Report only the number of lines in the following entries where the word "reason" occurs.

Start of DATA EXCERPTS

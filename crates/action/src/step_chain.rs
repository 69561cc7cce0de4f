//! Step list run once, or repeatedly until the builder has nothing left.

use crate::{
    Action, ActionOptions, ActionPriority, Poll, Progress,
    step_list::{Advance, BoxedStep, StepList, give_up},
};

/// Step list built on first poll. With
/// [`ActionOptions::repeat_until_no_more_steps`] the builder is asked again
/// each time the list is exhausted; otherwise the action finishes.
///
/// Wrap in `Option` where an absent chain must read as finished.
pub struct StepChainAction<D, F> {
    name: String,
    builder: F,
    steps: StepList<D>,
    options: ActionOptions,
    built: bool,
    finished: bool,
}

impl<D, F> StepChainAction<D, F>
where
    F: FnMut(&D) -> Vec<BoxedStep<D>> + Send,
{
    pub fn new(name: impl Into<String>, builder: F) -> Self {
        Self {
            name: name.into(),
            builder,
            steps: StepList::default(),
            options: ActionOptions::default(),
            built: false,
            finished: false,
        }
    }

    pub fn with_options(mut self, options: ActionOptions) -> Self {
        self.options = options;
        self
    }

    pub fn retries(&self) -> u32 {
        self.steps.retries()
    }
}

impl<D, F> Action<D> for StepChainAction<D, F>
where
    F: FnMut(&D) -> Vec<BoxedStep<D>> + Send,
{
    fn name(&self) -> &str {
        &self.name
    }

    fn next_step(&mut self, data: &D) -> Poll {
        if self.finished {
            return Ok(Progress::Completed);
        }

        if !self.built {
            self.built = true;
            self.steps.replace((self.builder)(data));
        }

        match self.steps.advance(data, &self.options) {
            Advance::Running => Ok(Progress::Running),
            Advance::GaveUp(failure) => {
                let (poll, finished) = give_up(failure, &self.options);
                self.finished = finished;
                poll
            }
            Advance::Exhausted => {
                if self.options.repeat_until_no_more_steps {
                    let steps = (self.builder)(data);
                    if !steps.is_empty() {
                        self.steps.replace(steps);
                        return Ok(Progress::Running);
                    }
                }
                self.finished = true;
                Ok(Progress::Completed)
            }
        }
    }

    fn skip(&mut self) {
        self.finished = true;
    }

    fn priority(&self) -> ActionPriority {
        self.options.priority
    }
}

End of DATA EXCERPTS
Start of DATA EXCERPTS

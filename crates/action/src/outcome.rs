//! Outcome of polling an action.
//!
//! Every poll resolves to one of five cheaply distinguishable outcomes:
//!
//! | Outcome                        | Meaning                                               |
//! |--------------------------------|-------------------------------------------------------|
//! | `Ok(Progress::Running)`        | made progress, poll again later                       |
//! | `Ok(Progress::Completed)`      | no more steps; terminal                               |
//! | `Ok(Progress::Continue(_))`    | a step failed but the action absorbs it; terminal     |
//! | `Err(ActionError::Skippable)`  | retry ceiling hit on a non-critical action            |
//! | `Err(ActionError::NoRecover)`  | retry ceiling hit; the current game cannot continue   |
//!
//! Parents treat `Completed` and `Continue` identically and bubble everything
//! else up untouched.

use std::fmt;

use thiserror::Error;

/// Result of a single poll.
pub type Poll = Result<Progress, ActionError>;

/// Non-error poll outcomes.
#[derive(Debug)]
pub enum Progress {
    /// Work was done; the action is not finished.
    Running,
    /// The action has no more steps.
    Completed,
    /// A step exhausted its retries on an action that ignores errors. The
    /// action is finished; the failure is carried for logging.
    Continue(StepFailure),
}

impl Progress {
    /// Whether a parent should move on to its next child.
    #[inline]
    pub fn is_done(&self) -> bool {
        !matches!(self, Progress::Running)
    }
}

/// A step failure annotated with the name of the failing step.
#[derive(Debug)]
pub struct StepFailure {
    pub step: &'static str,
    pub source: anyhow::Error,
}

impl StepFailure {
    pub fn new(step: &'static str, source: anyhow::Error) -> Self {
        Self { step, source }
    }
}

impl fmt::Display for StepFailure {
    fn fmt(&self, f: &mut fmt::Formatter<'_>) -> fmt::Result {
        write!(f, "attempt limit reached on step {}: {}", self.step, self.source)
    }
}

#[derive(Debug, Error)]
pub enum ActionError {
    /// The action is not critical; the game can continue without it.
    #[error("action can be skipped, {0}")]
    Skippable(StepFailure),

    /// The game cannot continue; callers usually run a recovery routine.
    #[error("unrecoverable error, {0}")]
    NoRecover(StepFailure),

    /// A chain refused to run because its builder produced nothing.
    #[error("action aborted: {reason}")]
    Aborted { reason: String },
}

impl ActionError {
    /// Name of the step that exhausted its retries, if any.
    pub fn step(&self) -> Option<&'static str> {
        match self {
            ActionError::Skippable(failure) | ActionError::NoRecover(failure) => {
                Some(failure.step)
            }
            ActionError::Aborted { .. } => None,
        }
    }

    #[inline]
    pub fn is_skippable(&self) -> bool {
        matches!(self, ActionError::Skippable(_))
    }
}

End of DATA EXCERPTS

▶ [EXPECTED OUTPUT]
2